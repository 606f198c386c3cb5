//! Rust source parser for extracting annotated routes.
//!
//! This module parses Rust source files using `syn` and extracts every
//! function or inherent method whose doc comment carries an `@router` line.
//! Inline modules are walked recursively unless they are `#[cfg(test)]`.
//!
//! Besides the annotation, each route records a [`HandlerDescriptor`] built
//! from the function signature, so the emitter can tell plain handlers from
//! ones that need wrapping.

use crate::annotation::{Limit, parse_limit, parse_router, tag_line};
use crate::error::{CliResult, ParseError};
use crate::scanner::SourceFile;
use fast_web::{HandlerDescriptor, ParameterSpec, ReturnShape};
use std::collections::HashMap;
use std::path::{Component, Path, PathBuf};
use syn::spanned::Spanned;
use syn::{
    Attribute, Expr, ExprLit, FnArg, GenericArgument, ImplItem, Item, Lit, Meta, PathArguments,
    ReturnType, Signature, Type,
};
use tracing::debug;

/// Source location for error reporting.
#[derive(Debug, Clone, PartialEq, Eq)]
pub struct SourceLocation {
    /// File path.
    pub file: PathBuf,

    /// Line number (1-indexed).
    pub line: usize,

    /// Column number (1-indexed).
    pub column: usize,
}

/// One discovered endpoint.
#[derive(Debug, Clone, PartialEq, Eq)]
pub struct RouteProperties {
    /// HTTP method, upper-cased.
    pub http_method: String,

    /// Route path.
    pub path: String,

    /// Last segment of [`package_path`](Self::package_path).
    pub package_name: String,

    /// Module path of the handler, e.g. `crate::api::user`.
    pub package_path: String,

    /// Function or method name.
    pub method_name: String,

    /// Self type of the enclosing `impl` block, if any.
    pub receiver_name: Option<String>,

    /// Declared rate limit; empty when the handler has no `@limit` line.
    pub limit: Limit,

    /// Shape derived from the signature.
    pub descriptor: HandlerDescriptor,

    /// Where the handler is declared.
    pub location: SourceLocation,
}

impl RouteProperties {
    /// `Type::method` or `function`, for messages.
    pub fn qualified_name(&self) -> String {
        match &self.receiver_name {
            Some(receiver) => format!("{receiver}::{}", self.method_name),
            None => self.method_name.clone(),
        }
    }
}

/// Placeholder names declared with `path_key!(Name = "placeholder")`, per
/// declaring module.
#[derive(Debug, Default, Clone)]
pub struct PathKeys {
    keys: HashMap<String, Vec<(String, String)>>,
}

impl PathKeys {
    /// Record every `path_key!` invocation in `items`, including inline modules.
    pub fn collect(&mut self, items: &[Item], module: &str) {
        for item in items {
            match item {
                Item::Macro(item) if item.mac.path.segments.last().is_some_and(|s| s.ident == "path_key") => {
                    if let Some((name, key)) = parse_path_key(&item.mac.tokens.to_string()) {
                        self.keys
                            .entry(name)
                            .or_default()
                            .push((module.to_string(), key));
                    }
                }
                Item::Mod(item) => {
                    if let Some((_, items)) = &item.content {
                        self.collect(items, &format!("{module}::{}", item.ident));
                    }
                }
                _ => {}
            }
        }
    }

    /// Placeholder for key type `name` used from `module`.
    ///
    /// A declaration in `module` itself wins. Otherwise every declaration of
    /// `name` must agree; `Err` carries the conflicting placeholders. An
    /// undeclared name resolves to itself.
    pub fn resolve(&self, name: &str, module: &str) -> Result<String, Vec<String>> {
        let Some(declared) = self.keys.get(name) else {
            return Ok(name.to_string());
        };
        if let Some((_, key)) = declared.iter().find(|(m, _)| m == module) {
            return Ok(key.clone());
        }
        let mut placeholders: Vec<String> = declared.iter().map(|(_, key)| key.clone()).collect();
        placeholders.sort();
        placeholders.dedup();
        match placeholders.as_slice() {
            [key] => Ok(key.clone()),
            _ => Err(placeholders),
        }
    }
}

fn parse_path_key(tokens: &str) -> Option<(String, String)> {
    let (left, right) = tokens.split_once('=')?;
    let name = left.split_whitespace().last()?.to_string();
    let key = right.trim().trim_matches('"').to_string();
    Some((name, key))
}

/// Parser for Rust source files.
#[derive(Debug)]
pub struct RouteParser {
    /// First segment of every module path.
    crate_prefix: String,
}

impl Default for RouteParser {
    fn default() -> Self {
        Self::new()
    }
}

impl RouteParser {
    /// Create a new parser with default settings.
    pub fn new() -> Self {
        Self {
            crate_prefix: "crate".to_string(),
        }
    }

    /// Set the first segment of generated module paths.
    pub fn with_crate_prefix(mut self, prefix: impl Into<String>) -> Self {
        self.crate_prefix = prefix.into();
        self
    }

    /// Parse all files and extract their routes in file order, then declaration order.
    ///
    /// Stops at the first error.
    pub fn parse_files(&self, sources: &[SourceFile]) -> CliResult<Vec<RouteProperties>> {
        let mut parsed = Vec::with_capacity(sources.len());
        for source in sources {
            let syntax = parse_syntax(&source.content, &source.path)?;
            let module = module_path_for(&source.path, &source.relative_path, &self.crate_prefix);
            parsed.push((source, module, syntax));
        }

        let mut keys = PathKeys::default();
        for (_, module, syntax) in &parsed {
            keys.collect(&syntax.items, module);
        }

        let mut routes = Vec::new();
        for (source, module, syntax) in &parsed {
            let mut visit = Visit {
                file: &source.path,
                keys: &keys,
                routes: Vec::new(),
            };
            visit.items(&syntax.items, module)?;
            routes.extend(visit.routes);
        }
        Ok(routes)
    }

    /// Parse source code of a single file whose module path is `module`.
    pub fn parse_source(
        &self,
        content: &str,
        file_path: &Path,
        module: &str,
    ) -> CliResult<Vec<RouteProperties>> {
        let syntax = parse_syntax(content, file_path)?;
        let mut keys = PathKeys::default();
        keys.collect(&syntax.items, module);

        let mut visit = Visit {
            file: file_path,
            keys: &keys,
            routes: Vec::new(),
        };
        visit.items(&syntax.items, module)?;
        Ok(visit.routes)
    }
}

fn parse_syntax(content: &str, file_path: &Path) -> Result<syn::File, ParseError> {
    syn::parse_file(content).map_err(|e| {
        let start = e.span().start();
        ParseError::syntax(file_path.to_path_buf(), start.line, start.column + 1, e.to_string())
    })
}

struct Visit<'a> {
    file: &'a Path,
    keys: &'a PathKeys,
    routes: Vec<RouteProperties>,
}

impl Visit<'_> {
    fn items(&mut self, items: &[Item], module: &str) -> Result<(), ParseError> {
        for item in items {
            match item {
                Item::Fn(item) => self.function(&item.attrs, &item.sig, None, module)?,
                Item::Impl(item) if item.trait_.is_none() => {
                    let owner = type_name(&item.self_ty);
                    for impl_item in &item.items {
                        if let ImplItem::Fn(method) = impl_item {
                            self.function(&method.attrs, &method.sig, owner.as_deref(), module)?;
                        }
                    }
                }
                Item::Mod(item) if !is_cfg_test(&item.attrs) => {
                    if let Some((_, items)) = &item.content {
                        self.items(items, &format!("{module}::{}", item.ident))?;
                    }
                }
                _ => {}
            }
        }
        Ok(())
    }

    fn function(
        &mut self,
        attrs: &[Attribute],
        sig: &Signature,
        owner: Option<&str>,
        module: &str,
    ) -> Result<(), ParseError> {
        let docs = doc_lines(attrs);
        let Some((router, line)) = docs.iter().find_map(|(text, line)| {
            tag_line(text)
                .filter(|t| t.tag == "@router")
                .map(|t| (t, *line))
        }) else {
            return Ok(());
        };

        let function = match owner {
            Some(owner) => format!("{owner}::{}", sig.ident),
            None => sig.ident.to_string(),
        };
        let tag = parse_router(router.remainder).ok_or_else(|| {
            ParseError::annotation(self.file.to_path_buf(), line, &function, router.line)
        })?;
        let limit = find_limit(&docs, self.file, &function)?;

        let mut params = Vec::with_capacity(sig.inputs.len());
        for arg in &sig.inputs {
            if let FnArg::Typed(arg) = arg {
                let spec = param_spec(&arg.ty, self.keys, module).map_err(|(name, placeholders)| {
                    ParseError::PathKey {
                        file: self.file.to_path_buf(),
                        line,
                        function: function.clone(),
                        name,
                        placeholders: placeholders.join(", "),
                    }
                })?;
                params.push(spec);
            }
        }
        let mut descriptor = HandlerDescriptor::new(params, return_shapes(&sig.output));
        if let Some(receiver) = sig.receiver() {
            if receiver.reference.is_some() || receiver.colon_token.is_some() {
                return Err(ParseError::Receiver {
                    file: self.file.to_path_buf(),
                    line,
                    function,
                });
            }
            if let Some(owner) = owner {
                descriptor = descriptor.with_receiver(owner);
            }
        }

        let start = sig.ident.span().start();
        let route = RouteProperties {
            http_method: tag.method,
            path: tag.path,
            package_name: module.rsplit("::").next().unwrap_or(module).to_string(),
            package_path: module.to_string(),
            method_name: sig.ident.to_string(),
            receiver_name: owner.map(str::to_string),
            limit,
            descriptor,
            location: SourceLocation {
                file: self.file.to_path_buf(),
                line: start.line,
                column: start.column + 1,
            },
        };
        debug!(
            route = %format!("{} {}", route.http_method, route.path),
            handler = %format!("{}::{}", route.package_path, route.qualified_name()),
            "Found route"
        );
        self.routes.push(route);
        Ok(())
    }
}
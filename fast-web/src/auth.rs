//! Access-token filter and the [`SecToken`] capability
//!
//! The filter does not decide who may log in. It resolves the `AccessToken`
//! header (scoped by the optional `AppKey` header) through a [`TokenStore`]
//! and attaches the resulting [`SecToken`] to the request, where handlers
//! receive it by declaring a `SecToken` argument.
//!
//! # Example
//!
//! ```rust,ignore
//! use fast_web::auth::{MemoryTokenStore, TokenFilterLayer};
//!
//! let store = Arc::new(MemoryTokenStore::new());
//! let app = load_routers(Router::new())
//!     .layer(TokenFilterLayer::new(store).with_prefix("/api/sec"));
//! ```

use axum::http::Request;
use axum::response::{IntoResponse, Response};
use dashmap::DashMap;
use futures::future::BoxFuture;
use serde::{Deserialize, Serialize};
use std::sync::Arc;
use std::task::{Context, Poll};
use tower::{Layer, Service};
use tracing::debug;

use crate::envelope::{CODE_TOKEN_EXPIRED, CODE_UNAUTHENTICATED, Envelope};

/// Header carrying the access token.
pub const ACCESS_TOKEN_HEADER: &str = "AccessToken";
/// Header carrying the application key.
pub const APP_KEY_HEADER: &str = "AppKey";

/// Session token attached to an authenticated request.
///
/// Handlers declaring a `SecToken` argument get the zero value when the
/// request passed no token filter.
#[derive(Debug, Clone, Default, PartialEq, Eq, Serialize, Deserialize)]
#[serde(rename_all = "camelCase", default)]
pub struct SecToken {
    /// Token presented in the `AccessToken` header.
    pub access_token: String,
    /// Token used to obtain a new access token.
    pub refresh_token: String,
    /// Application the token was issued for.
    pub app_key: String,
    /// Owner of the session.
    pub user_id: i64,
    /// Opaque session payload.
    pub data: String,
    /// Issue time.
    pub create_time: String,
    /// Expiry time.
    pub expire_time: String,
}

impl SecToken {
    /// Whether this is the zero token.
    pub fn is_empty(&self) -> bool {
        self.access_token.is_empty()
    }
}

/// Session cache consulted by the token filter.
pub trait TokenStore: Send + Sync + 'static {
    /// Resolve a live token, or `None` if it is unknown or expired.
    fn lookup(&self, access_token: &str, app_key: Option<&str>) -> Option<SecToken>;
}

/// In-process [`TokenStore`].
#[derive(Debug, Default)]
pub struct MemoryTokenStore {
    tokens: DashMap<String, SecToken>,
}

impl MemoryTokenStore {
    /// Create an empty store.
    pub fn new() -> Self {
        Self::default()
    }

    /// Store `token` under its access token.
    pub fn insert(&self, token: SecToken) {
        self.tokens.insert(token.access_token.clone(), token);
    }

    /// Drop a token.
    pub fn remove(&self, access_token: &str) -> Option<SecToken> {
        self.tokens.remove(access_token).map(|(_, token)| token)
    }
}

impl TokenStore for MemoryTokenStore {
    fn lookup(&self, access_token: &str, app_key: Option<&str>) -> Option<SecToken> {
        let token = self.tokens.get(access_token)?;
        match app_key {
            Some(key) if !token.app_key.is_empty() && token.app_key != key => None,
            _ => Some(token.clone()),
        }
    }
}

/// Tower layer resolving access tokens for matching paths.
#[derive(Clone)]
pub struct TokenFilterLayer {
    store: Arc<dyn TokenStore>,
    prefixes: Arc<Vec<String>>,
}

impl TokenFilterLayer {
    /// Filter every path through `store`.
    pub fn new(store: Arc<dyn TokenStore>) -> Self {
        Self {
            store,
            prefixes: Arc::new(Vec::new()),
        }
    }

    /// Restrict the filter to paths starting with `prefix`. May be repeated.
    pub fn with_prefix(mut self, prefix: impl Into<String>) -> Self {
        Arc::make_mut(&mut self.prefixes).push(prefix.into());
        self
    }

    fn applies_to(&self, path: &str) -> bool {
        self.prefixes.is_empty() || self.prefixes.iter().any(|p| path.starts_with(p.as_str()))
    }
}

impl<S> Layer<S> for TokenFilterLayer {
    type Service = TokenFilter<S>;

    fn layer(&self, inner: S) -> Self::Service {
        TokenFilter {
            inner,
            config: self.clone(),
        }
    }
}

/// Service produced by [`TokenFilterLayer`].
#[derive(Clone)]
pub struct TokenFilter<S> {
    inner: S,
    config: TokenFilterLayer,
}

impl<S, B> Service<Request<B>> for TokenFilter<S>
where
    S: Service<Request<B>, Response = Response> + Send + 'static,
    S::Future: Send + 'static,
    S::Error: 'static,
{
    type Response = Response;
    type Error = S::Error;
    type Future = BoxFuture<'static, Result<Response, S::Error>>;

    fn poll_ready(&mut self, cx: &mut Context<'_>) -> Poll<Result<(), Self::Error>> {
        self.inner.poll_ready(cx)
    }

    fn call(&mut self, mut req: Request<B>) -> Self::Future {
        if !self.config.applies_to(req.uri().path()) {
            return Box::pin(self.inner.call(req));
        }

        let header = |name: &str| {
            req.headers()
                .get(name)
                .and_then(|v| v.to_str().ok())
                .filter(|v| !v.is_empty())
                .map(str::to_owned)
        };
        let Some(access_token) = header(ACCESS_TOKEN_HEADER) else {
            debug!(path = %req.uri().path(), "No access token presented");
            return reject(CODE_UNAUTHENTICATED, "please login first");
        };
        let app_key = header(APP_KEY_HEADER);

        match self.config.store.lookup(&access_token, app_key.as_deref()) {
            Some(token) => {
                req.extensions_mut().insert(token);
                Box::pin(self.inner.call(req))
            }
            None => {
                debug!(path = %req.uri().path(), "Unknown access token");
                reject(CODE_TOKEN_EXPIRED, "please login again")
            }
        }
    }
}

fn reject<E: 'static>(code: i32, message: &'static str) -> BoxFuture<'static, Result<Response, E>> {
    Box::pin(async move { Ok(Envelope::error(code, message).into_response()) })
}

━━━━━━━━━━━━━━━━━━━━━━━━━━━━━━

* **Requirement**
Above are the records; please copy exactly their first line and each line after it through the line containing "for error reporting.", and no line after that.

* **Expected output**
repository 606f198c386c3cb5
//! Rust source parser for extracting annotated routes.
//!
//! This module parses Rust source files using `syn` and extracts every
//! function or inherent method whose doc comment carries an `@router` line.
//! Inline modules are walked recursively unless they are `#[cfg(test)]`.
//!
//! Besides the annotation, each route records a [`HandlerDescriptor`] built
//! from the function signature, so the emitter can tell plain handlers from
//! ones that need wrapping.

use crate::annotation::{Limit, parse_limit, parse_router, tag_line};
use crate::error::{CliResult, ParseError};
use crate::scanner::SourceFile;
use fast_web::{HandlerDescriptor, ParameterSpec, ReturnShape};
use std::collections::HashMap;
use std::path::{Component, Path, PathBuf};
use syn::spanned::Spanned;
use syn::{
    Attribute, Expr, ExprLit, FnArg, GenericArgument, ImplItem, Item, Lit, Meta, PathArguments,
    ReturnType, Signature, Type,
};
use tracing::debug;

/// Source location for error reporting.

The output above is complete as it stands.